=== Begin Enclosure ===
//! Price extraction entry point.
//!
//! One call runs: URL validation, blocked-host check, fetch, classification,
//! rule evaluation (retailer rules then generic rules) and normalization. Each
//! call is independent; nothing is cached or retried here.

use std::sync::Arc;

use serde::Serialize;
use tracing::{info, warn};
use url::Url;

use crate::config::ScraperConfig;
use crate::scraping::classify_domain::{classify_domain, hostname, Classification};
use crate::scraping::error::ExtractionFailure;
use crate::scraping::evaluate_rules::evaluate_rules;
use crate::scraping::extract_image_url::{check_image_rules, extract_image_url};
use crate::scraping::fetch_page::{HttpFetcher, PageFetcher};
use crate::scraping::normalize_price::normalize_price;
use crate::scraping::rule_set::RuleBook;

/// A successfully extracted price.
#[derive(Debug, Clone, PartialEq, Eq, Serialize)]
pub struct ExtractionResult {
    /// Token as captured, trimmed.
    pub raw_token: String,
    /// Display string, e.g. `129,00€`.
    pub normalized_price: String,
    /// Rule set that produced the token.
    pub rule_set: String,
    /// Position of the winning pattern inside that rule set.
    pub pattern_index: usize,
}

#[derive(Clone)]
pub struct PriceExtractor {
    book: Arc<RuleBook>,
    fetcher: Arc<dyn PageFetcher>,
}

impl PriceExtractor {
    pub fn new(book: RuleBook, fetcher: Arc<dyn PageFetcher>) -> Self {
        Self {
            book: Arc::new(book),
            fetcher,
        }
    }

    /// Built-in rules plus configured blocked hosts, fetching over HTTP.
    pub fn from_config(config: &ScraperConfig) -> anyhow::Result<Self> {
        let book = RuleBook::builtin()?.with_blocked_hosts(config.blocked_hosts.iter().cloned());
        check_image_rules()?;
        let fetcher = HttpFetcher::new(config)?;

        Ok(Self::new(book, Arc::new(fetcher)))
    }

    /// Fetch `url` and extract its price.
    pub async fn fetch_price(&self, url: &str) -> Result<ExtractionResult, ExtractionFailure> {
        let (url, classification) = self.prepare(url)?;

        let html = self.fetcher.fetch(&url).await.map_err(|e| {
            warn!(url = %url, error = %e, "Fetch failed");
            ExtractionFailure::from(e)
        })?;

        let result = self.extract_classified(classification, &html);
        match &result {
            Ok(found) => info!(
                url = %url,
                price = %found.normalized_price,
                rule_set = %found.rule_set,
                pattern = found.pattern_index,
                "Price extracted"
            ),
            Err(failure) => warn!(url = %url, failure = %failure, "No price extracted"),
        }
        result
    }

    /// Extract a price from an already fetched page. Performs no I/O.
    pub fn extract_from_html(&self, url: &str, html: &str) -> Result<ExtractionResult, ExtractionFailure> {
        let (_, classification) = self.prepare(url)?;
        self.extract_classified(classification, html)
    }

    /// Fetch `url` and return the product image URL found in it.
    pub async fn fetch_image(&self, url: &str) -> Result<String, ExtractionFailure> {
        let (url, _) = self.prepare(url)?;

        let html = self.fetcher.fetch(&url).await?;

        extract_image_url(&html).ok_or_else(|| ExtractionFailure::NoMatch {
            attempted: vec!["image".to_string()],
        })
    }

    /// Validate the URL and reject blocked hosts before any network traffic.
    fn prepare(&self, raw: &str) -> Result<(Url, Classification<'_>), ExtractionFailure> {
        let url = parse_target_url(raw)?;

        let host = hostname(&url).ok_or_else(|| ExtractionFailure::FetchFailed {
            reason: format!("URL has no host: {}", raw),
        })?;

        match classify_domain(&self.book, &host) {
            Classification::Blocked { .. } => {
                info!(host = %host, "Blocked host, skipping fetch");
                Err(ExtractionFailure::Blocked { host })
            }
            classification => Ok((url, classification)),
        }
    }

    fn extract_classified(
        &self,
        classification: Classification<'_>,
        html: &str,
    ) -> Result<ExtractionResult, ExtractionFailure> {
        let evaluation = evaluate_rules(&self.book, classification, html);

        match evaluation.matched {
            Some(matched) => Ok(ExtractionResult {
                normalized_price: normalize_price(&matched.token),
                raw_token: matched.token,
                rule_set: matched.rule_set,
                pattern_index: matched.pattern_index,
            }),
            None => Err(ExtractionFailure::NoMatch {
                attempted: evaluation.attempted,
            }),
        }
    }
}

/// Parse an absolute http(s) URL.
pub fn parse_target_url(raw: &str) -> Result<Url, ExtractionFailure> {
    let url = Url::parse(raw.trim()).map_err(|e| ExtractionFailure::FetchFailed {
        reason: format!("invalid URL {}: {}", raw, e),
    })?;

    match url.scheme() {
        "http" | "https" => Ok(url),
        other => Err(ExtractionFailure::FetchFailed {
            reason: format!("unsupported URL scheme: {}", other),
        }),
    }
}
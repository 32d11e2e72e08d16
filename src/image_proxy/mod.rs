//! Fetches remote product images for the frontend.
//!
//! Failures of any kind surface as [`ImageProxyError::NotFound`] so the caller
//! can fall back to a placeholder.

use std::time::Duration;

use async_trait::async_trait;
use reqwest::header::{self, HeaderMap, HeaderValue};
use reqwest::Client;
use thiserror::Error;
use tracing::warn;

use crate::config::ScraperConfig;

/// Bodies smaller than this are error pages or tracking pixels, not images.
const MIN_IMAGE_BYTES: usize = 100;

const IMAGE_TIMEOUT_SECS: u64 = 15;

#[derive(Debug, Clone, PartialEq, Eq)]
pub struct ProxiedImage {
    pub content_type: String,
    pub bytes: Vec<u8>,
}

#[derive(Debug, Error)]
pub enum ImageProxyError {
    #[error("image not found: {url}")]
    NotFound { url: String },
}

#[async_trait]
pub trait ImageProxy: Send + Sync {
    async fn fetch(&self, url: &str) -> Result<ProxiedImage, ImageProxyError>;
}

#[derive(Clone)]
pub struct HttpImageProxy {
    client: Client,
}

impl HttpImageProxy {
    pub fn new(config: &ScraperConfig) -> anyhow::Result<Self> {
        let mut headers = HeaderMap::new();
        headers.insert(
            header::ACCEPT,
            HeaderValue::from_static("image/avif,image/webp,image/apng,image/svg+xml,image/*,*/*;q=0.8"),
        );
        headers.insert(header::ACCEPT_LANGUAGE, HeaderValue::from_str(&config.accept_language)?);
        headers.insert("sec-fetch-dest", HeaderValue::from_static("image"));
        headers.insert("sec-fetch-mode", HeaderValue::from_static("no-cors"));

        let client = Client::builder()
            .user_agent(config.user_agent.as_str())
            .default_headers(headers)
            .timeout(Duration::from_secs(IMAGE_TIMEOUT_SECS))
            .build()?;

        Ok(Self { client })
    }
}

/// Plain-http image links are upgraded; mixed content is blocked by browsers.
pub fn upgrade_to_https(url: &str) -> String {
    match url.strip_prefix("http://") {
        Some(rest) => format!("https://{}", rest),
        None => url.to_string(),
    }
}

#[async_trait]
impl ImageProxy for HttpImageProxy {
    async fn fetch(&self, url: &str) -> Result<ProxiedImage, ImageProxyError> {
        let target = upgrade_to_https(url.trim());
        let not_found = || ImageProxyError::NotFound { url: target.clone() };

        let response = self.client.get(&target).send().await.map_err(|e| {
            warn!(url = %target, error = %e, "Image request failed");
            not_found()
        })?;

        if !response.status().is_success() {
            warn!(url = %target, status = response.status().as_u16(), "Image upstream error");
            return Err(not_found());
        }

        let content_type = response
            .headers()
            .get(header::CONTENT_TYPE)
            .and_then(|v| v.to_str().ok())
            .unwrap_or("image/jpeg")
            .to_string();

        let bytes = response.bytes().await.map_err(|_| not_found())?;
        if bytes.len() < MIN_IMAGE_BYTES {
            return Err(not_found());
        }

        Ok(ProxiedImage {
            content_type,
            bytes: bytes.to_vec(),
        })
    }
}
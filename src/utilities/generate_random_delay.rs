use rand::rngs::StdRng;
use rand::{Rng, SeedableRng};
use tokio::time::{sleep, Duration};
use tracing::debug;

/// `base_ms` plus a uniformly random extra in `0..=jitter_ms`.
pub fn random_delay(base_ms: u64, jitter_ms: u64) -> Duration {
    let extra = if jitter_ms == 0 {
        0
    } else {
        let mut rng = StdRng::from_entropy();
        rng.gen_range(0..=jitter_ms)
    };

    Duration::from_millis(base_ms.saturating_add(extra))
}

/// Sleep between two requests to the same retailers.
pub async fn generate_random_delay(base_ms: u64, jitter_ms: u64) {
    let delay = random_delay(base_ms, jitter_ms);
    if delay.is_zero() {
        return;
    }

    debug!(delay_ms = delay.as_millis() as u64, "Waiting before next request");
    sleep(delay).await;
}

#[cfg(test)]
mod tests {
    use super::*;

    #[test]
    fn delay_stays_in_range() {
        assert_eq!(random_delay(2000, 0), Duration::from_millis(2000));

        for _ in 0..50 {
            let delay = random_delay(100, 50);
            assert!(delay >= Duration::from_millis(100));
            assert!(delay <= Duration::from_millis(150));
        }
    }
}
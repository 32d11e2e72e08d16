use axum::extract::State;
use axum::Json;
use tracing::error;

use crate::auth::AdminSession;
use crate::batch::{update_prices, BatchReport, Selection};
use crate::server::app::AppState;
use crate::server::error::ApiError;

/// `POST /api/prices/update` with `{ mode: "all" | "no-price" | "select", ids? }`.
///
/// Runs with the configured pacing, so a large selection takes a while to
/// answer.
pub async fn update_prices_handler(
    _admin: AdminSession,
    State(state): State<AppState>,
    Json(selection): Json<Selection>,
) -> Result<Json<BatchReport>, ApiError> {
    let report = update_prices(state.products.clone(), &state.extractor, &selection, &state.batch)
        .await
        .map_err(|e| {
            error!(error = %e, "Price update failed");
            ApiError::internal("Failed to update prices")
        })?;

    Ok(Json(report))
}
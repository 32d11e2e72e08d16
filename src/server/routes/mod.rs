pub mod auth;
pub mod categories;
pub mod health;
pub mod image_proxy;
pub mod price;
pub mod prices_update;
pub mod products;

pub use auth::{login, logout};
pub use categories::{list_categories, save_category};
pub use health::health_handler;
pub use image_proxy::image_proxy_handler;
pub use price::price_handler;
pub use prices_update::update_prices_handler;
pub use products::{list_products, save_products};

use axum::http::header::{CACHE_CONTROL, EXPIRES, PRAGMA};
use axum::http::HeaderName;

/// Headers keeping browsers and proxies from caching catalog reads.
pub const NO_STORE: [(HeaderName, &str); 3] = [
    (CACHE_CONTROL, "no-store, no-cache, must-revalidate, proxy-revalidate"),
    (PRAGMA, "no-cache"),
    (EXPIRES, "0"),
];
=== End Enclosure ===
WORK INSTRUCTIONS: List every line in the records above that contains the word "const".

EXPECTED ANSWER:
const MIN_IMAGE_BYTES: usize = 100;
const IMAGE_TIMEOUT_SECS: u64 = 15;
pub const NO_STORE: [(HeaderName, &str); 3] = [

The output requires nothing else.